Only the vegetable market was busy with people selling their produce and buying their weekly supplies of fresh fruits and vegetables. However, we didn’t see anyone trading goods for goods like we were told before. Everybody seemed to be using money to pay for the purchases. And after two hours on the markets we were quite happy to sit back and enjoy a presentation of traditional dances in a nice but overpriced restaurant.

Money is used by most people to pay for the produce at the vegetable market
A presentation of traditional dances at a touristy restaurant

Back in Sucre we had a few more hours before our bus to Potosi was leaving. While Krissi decided to update her diary, Dani and I decided to visit the main cemetery. This proved to be way more interesting and authentic than the markets, as it was a Sunday and the cemetery was full of locals. They seemed to be on family excursions to replace the flowers and the small bottles of soda or alcohol, which are left at the graves for a refreshment of the deceased.

The cemetery is a common place for locals on Sundays
Reflections of the multi-storey graves on the cemetery

Between two worlds

From Copacabana we took a bus to La Paz. The bus was rather old and we were quite happy that it didn’t fall apart before we reached our destination. But the ride had several hurdles that we needed to overcome: Shortly behind Copacabana we had to leave the bus for a short passage on Lake Titikaka. While we took a small passenger boat, the bus was transferred on a small pontoon, moved by manpower through poling and a tiny motor.

The bus was crossing Lake Titikaka in a tiny pontoon
We had to leave the bus and take a boat to the other side

Some hours later, as we thought we made it to La Paz, the bus started to take tiny roads in really bad condition, either to avoid some tall fees or to stop at the abandoned terminal of El Alto, which is part of the metropolitan area of La Paz. In any case, the last 15 km took us about an hours time, reaching the final terminal in the middle of the night. Luckily the hostel we had chosen was right around the corner and had space for us.

La Paz has different levels all over town

We used the next day to discover more of this vibrant city. We strolled along the busy streets until we reached the yellow “teleferico”, part of a gondola system that connects the city high above the roofs. It’s not only much easier and cheaper to build than a metro system, but it’s also quite easy to cover the large differences in height between the different parts of the city. As a bonus there is a wonderful view of the city with majestic snow-capped mountains in the back.

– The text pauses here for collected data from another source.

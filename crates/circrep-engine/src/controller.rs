//! Job controller.
//!
//! [`JobEngine::submit`] registers a job and spawns a worker that reads the
//! spreadsheet, then processes circuits one at a time in row order:
//! fetch → reconcile → export. Per-circuit failures are recorded as outcomes
//! and never stop the batch. Only an unreadable spreadsheet, a working
//! directory problem or an archive failure fail the whole job.
//!
//! Cancellation is checked before each circuit. A fetch already in flight is
//! not interrupted, so a cancel takes effect within one circuit's fetch
//! timeout (times the configured retries).

use std::path::{Path, PathBuf};
use std::sync::Arc;
use std::time::Duration;

use chrono::{Local, NaiveDate};
use circrep_core::{AppConfig, CircuitRow};
use circrep_report::{
    read_circuit_sheet, reconcile, CircuitReport, CsvExporter, ExportError, PdfExporter,
    ReportExporter,
};
use circrep_telemetry::TelemetryFetcher;
use uuid::Uuid;

use crate::archive::{archive_directory, archive_file_name};
use crate::error::EngineError;
use crate::state::{CircuitOutcome, JobId, JobSnapshot, JobState, JobStatus};
use crate::store::JobStore;

/// Filesystem locations used by the engine.
#[derive(Debug, Clone)]
pub struct EngineConfig {
    /// Parent of the per-job working directories.
    pub work_dir: PathBuf,
    /// Where finished archives are written.
    pub archive_dir: PathBuf,
}

impl From<&AppConfig> for EngineConfig {
    fn from(config: &AppConfig) -> Self {
        Self {
            work_dir: config.work_dir.clone(),
            archive_dir: config.archive_dir.clone(),
        }
    }
}

/// CSV plus PDF, the PDF using `font_path` when given.
#[must_use]
pub fn default_exporters(font_path: Option<&Path>) -> Vec<Arc<dyn ReportExporter>> {
    let pdf = font_path.map_or_else(PdfExporter::new, PdfExporter::with_font_file);
    vec![Arc::new(CsvExporter), Arc::new(pdf)]
}

pub struct JobEngine<F> {
    store: Arc<JobStore>,
    fetcher: Arc<F>,
    exporters: Arc<[Arc<dyn ReportExporter>]>,
    config: Arc<EngineConfig>,
    today: Option<NaiveDate>,
}

impl<F> Clone for JobEngine<F> {
    fn clone(&self) -> Self {
        Self {
            store: Arc::clone(&self.store),
            fetcher: Arc::clone(&self.fetcher),
            exporters: Arc::clone(&self.exporters),
            config: Arc::clone(&self.config),
            today: self.today,
        }
    }
}

impl<F: TelemetryFetcher + 'static> JobEngine<F> {
    pub fn new(fetcher: F, config: EngineConfig, exporters: Vec<Arc<dyn ReportExporter>>) -> Self {
        Self {
            store: Arc::new(JobStore::new()),
            fetcher: Arc::new(fetcher),
            exporters: exporters.into(),
            config: Arc::new(config),
            today: None,
        }
    }

    /// Fixes the date used for the previous-month fallback period.
    #[must_use]
    pub fn with_today(mut self, today: NaiveDate) -> Self {
        self.today = Some(today);
        self
    }

    #[must_use]
    pub fn store(&self) -> &Arc<JobStore> {
        &self.store
    }

    #[must_use]
    pub fn config(&self) -> &EngineConfig {
        &self.config
    }

    /// Registers a job for the uploaded spreadsheet and starts it in the
    /// background. Returns immediately.
    pub fn submit(&self, bytes: Vec<u8>, file_name: impl Into<String>) -> JobId {
        let id = Uuid::new_v4();
        let file_name = file_name.into();
        self.store.insert(JobState::new(id));
        tracing::info!(job_id = %id, file_name = %file_name, bytes = bytes.len(), "report job submitted");
        self.note(id, format!("received '{file_name}', starting processing"));

        let engine = self.clone();
        tokio::spawn(async move { engine.supervise(id, bytes, file_name).await });
        id
    }

    #[must_use]
    pub fn status(&self, id: JobId) -> Option<JobSnapshot> {
        self.store.snapshot(id)
    }

    pub fn drain_logs(&self, id: JobId) -> Option<Vec<String>> {
        self.store.drain_logs(id)
    }

    /// Requests cancellation. Finished jobs keep their status.
    pub fn cancel(&self, id: JobId) -> Option<JobStatus> {
        let status = self.store.cancel(id)?;
        tracing::info!(job_id = %id, status = %status, "cancellation requested");
        if !status.is_terminal() {
            self.note(id, "cancellation requested");
        }
        Some(status)
    }

    /// Archive of a completed job.
    #[must_use]
    pub fn archive_path(&self, id: JobId) -> Option<PathBuf> {
        self.store
            .update(id, |job| {
                (job.status == JobStatus::Completed)
                    .then(|| job.archive_path.clone())
                    .flatten()
            })
            .flatten()
    }

    /// Polls until the job reaches a terminal status.
    pub async fn wait(&self, id: JobId) -> Option<JobSnapshot> {
        loop {
            let snapshot = self.store.snapshot(id)?;
            if snapshot.completed {
                return Some(snapshot);
            }
            tokio::time::sleep(Duration::from_millis(25)).await;
        }
    }

    /// Runs the worker as its own task so that a panic surfaces as a
    /// `JoinError` and can be recorded as a failure.
    async fn supervise(self, id: JobId, bytes: Vec<u8>, file_name: String) {
        let worker = self.clone();
        let joined = tokio::spawn(async move { worker.run(id, bytes, file_name).await }).await;

        let message = match joined {
            Ok(Ok(())) => return,
            Ok(Err(e)) => e.to_string(),
            Err(e) if e.is_panic() => {
                format!("background worker panicked: {}", panic_message(e.into_panic().as_ref()))
            }
            Err(e) => format!("background worker stopped: {e}"),
        };

        tracing::error!(job_id = %id, error = %message, "report job failed");
        self.store.update(id, |job| {
            job.push_log(message.clone());
            job.fail(message);
        });
    }

    async fn run(&self, id: JobId, bytes: Vec<u8>, file_name: String) -> Result<(), EngineError> {
        let cancel = self
            .store
            .update(id, |job| job.cancel.clone())
            .ok_or(EngineError::JobVanished(id))?;

        let sheet = tokio::task::spawn_blocking(move || read_circuit_sheet(&bytes, &file_name))
            .await
            .map_err(|e| EngineError::Task(e.to_string()))??;
        let total = sheet.len();

        if cancel.is_cancelled() {
            self.finish_canceled(id);
            return Ok(());
        }

        std::fs::create_dir_all(&self.config.work_dir).map_err(|source| EngineError::WorkDir {
            path: self.config.work_dir.clone(),
            source,
        })?;
        let work = tempfile::Builder::new()
            .prefix(&format!("report_job_{id}_"))
            .tempdir_in(&self.config.work_dir)
            .map_err(|source| EngineError::WorkDir {
                path: self.config.work_dir.clone(),
                source,
            })?;

        self.store
            .update(id, |job| {
                job.total = Some(total);
                job.work_dir = Some(work.path().to_path_buf());
                job.transition(JobStatus::Running);
                job.push_log(format!("spreadsheet has {total} rows"));
            })
            .ok_or(EngineError::JobVanished(id))?;
        tracing::info!(job_id = %id, total, "report job running");

        let today = self.today.unwrap_or_else(|| Local::now().date_naive());
        for row in &sheet.rows {
            if cancel.is_cancelled() {
                self.finish_canceled(id);
                return Ok(());
            }
            let outcome = self.process_row(id, row, work.path(), today).await;
            self.store.update(id, |job| {
                job.processed += 1;
                job.outcomes.push(outcome);
            });
        }

        if cancel.is_cancelled() {
            self.finish_canceled(id);
            return Ok(());
        }

        if !work.path().is_dir() {
            return Err(EngineError::MissingWorkDir(work.path().to_path_buf()));
        }
        let source = work.path().to_path_buf();
        let dest = self
            .config
            .archive_dir
            .join(archive_file_name(id, &Local::now()));
        let archive = tokio::task::spawn_blocking(move || archive_directory(&source, &dest))
            .await
            .map_err(|e| EngineError::Task(e.to_string()))??;

        let recorded = self.store.update(id, |job| {
            job.archive_path = Some(archive.clone());
            job.transition(JobStatus::Completed);
            job.push_log("report generation complete");
        });
        if recorded.is_none() {
            // Swept while archiving.
            let _ = std::fs::remove_file(&archive);
            return Err(EngineError::JobVanished(id));
        }
        tracing::info!(job_id = %id, archive = %archive.display(), "report job completed");
        Ok(())
    }

    async fn process_row(
        &self,
        id: JobId,
        row: &CircuitRow,
        root: &Path,
        today: NaiveDate,
    ) -> CircuitOutcome {
        let mut outcome = CircuitOutcome::for_row(row);

        if !row.is_complete() {
            let message = format!("row {}: NodeID or Interface ID is empty", row.row_number);
            tracing::warn!(
                job_id = %id,
                row = row.row_number,
                node_id = %row.node_id,
                interface_id = %row.interface_id,
                "skipping incomplete row"
            );
            self.note(id, format!("skipping {message}"));
            outcome.error = Some(message);
            return outcome;
        }

        self.note(
            id,
            format!(
                "processing NodeID {}, Interface ID {} (row {})",
                row.node_id, row.interface_id, row.row_number
            ),
        );

        let records = match self.fetcher.fetch(&row.node_id, &row.interface_id).await {
            Ok(records) => records,
            Err(e) => {
                tracing::error!(
                    job_id = %id,
                    node_id = %row.node_id,
                    interface_id = %row.interface_id,
                    error = %e,
                    "telemetry fetch failed"
                );
                let message = format!(
                    "failed to fetch telemetry for NodeID {}, Interface ID {}: {e}",
                    row.node_id, row.interface_id
                );
                self.note(id, message.clone());
                outcome.error = Some(message);
                return outcome;
            }
        };

        let exporters = Arc::clone(&self.exporters);
        let owned_row = row.clone();
        let root = root.to_path_buf();
        let exported = tokio::task::spawn_blocking(move || {
            let report = reconcile(&records, &owned_row, today);
            export_report(&exporters, &report, &owned_row, &root)
        })
        .await;

        let results = match exported {
            Ok(results) => results,
            Err(e) => {
                outcome.error = Some(format!("export task failed: {e}"));
                return outcome;
            }
        };

        let mut errors = Vec::new();
        for (extension, result) in results {
            match result {
                Ok(_) if extension == "csv" => outcome.csv_success = true,
                Ok(_) if extension == "pdf" => outcome.pdf_success = true,
                Ok(_) => {}
                Err(e) => {
                    tracing::error!(
                        job_id = %id,
                        node_id = %row.node_id,
                        format = extension,
                        error = %e,
                        "export failed"
                    );
                    errors.push(format!("{extension}: {e}"));
                }
            }
        }
        if !errors.is_empty() {
            let message = format!("export failed for {}: {}", row.display_name(), errors.join("; "));
            self.note(id, message.clone());
            outcome.error = Some(message);
        }
        outcome
    }

    fn finish_canceled(&self, id: JobId) {
        self.store.update(id, |job| {
            job.transition(JobStatus::Canceled);
            job.push_log("job canceled by user");
        });
        tracing::info!(job_id = %id, "report job canceled");
    }

    fn note(&self, id: JobId, message: impl Into<String>) {
        self.store.update(id, |job| job.push_log(message));
    }
}

/// Writes `report` with every exporter to
/// `<root>/<folder>/<ministry>/<department>/<province>/<agency>/<stem>.<ext>`.
pub(crate) fn export_report(
    exporters: &[Arc<dyn ReportExporter>],
    report: &CircuitReport,
    row: &CircuitRow,
    root: &Path,
) -> Vec<(&'static str, Result<PathBuf, ExportError>)> {
    exporters
        .iter()
        .map(|exporter| {
            let mut dir = root.join(exporter.folder());
            dir.extend(row.folder_components());
            let path = dir.join(format!("{}.{}", row.file_stem(), exporter.extension()));
            let result = std::fs::create_dir_all(&dir)
                .map_err(|e| ExportError::io(&dir, e))
                .and_then(|()| exporter.export(report, &path))
                .map(|()| path);
            (exporter.extension(), result)
        })
        .collect()
}

fn panic_message(payload: &(dyn std::any::Any + Send)) -> String {
    payload
        .downcast_ref::<&str>()
        .map(|s| (*s).to_string())
        .or_else(|| payload.downcast_ref::<String>().cloned())
        .unwrap_or_else(|| "unknown panic".to_string())
}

The snow-capped mountains can be seen from the “teleferico”
Discovering La Paz with Daniela and Kristina

These mountains were our destination for the following day. We got picked up early in the morning, along with two slightly hungover Israelis and Rick from the Philippines. The minibus took us up to about 4700m, where we got our safety equipment and the bikes. In the distance we could still see some traces of snow from two days ago, when the tour had to start at a lower altitude for safety reasons.

We started the “Death Road” at about 4700m (photo by Altitude Adventure)

The first part of this 50 km downhill ride was on smooth asphalt. We had the chance to get used to the bikes and take in some of the amazing landscape around us. We were surrounded by a bare alpine flora with waterfalls dropping off the cliffs everywhere. And just when we had gotten used to the easy biking we turned off the road for a short section to avoid a tunnel. Afterwards we boarded the bus again and were taken to the beginning of the actual “Death Road”.

The first part of the road was paved and led through an alpine terrain (photo by Altitude Adventure)
One of many stops along the way (photo by Altitude Adventure)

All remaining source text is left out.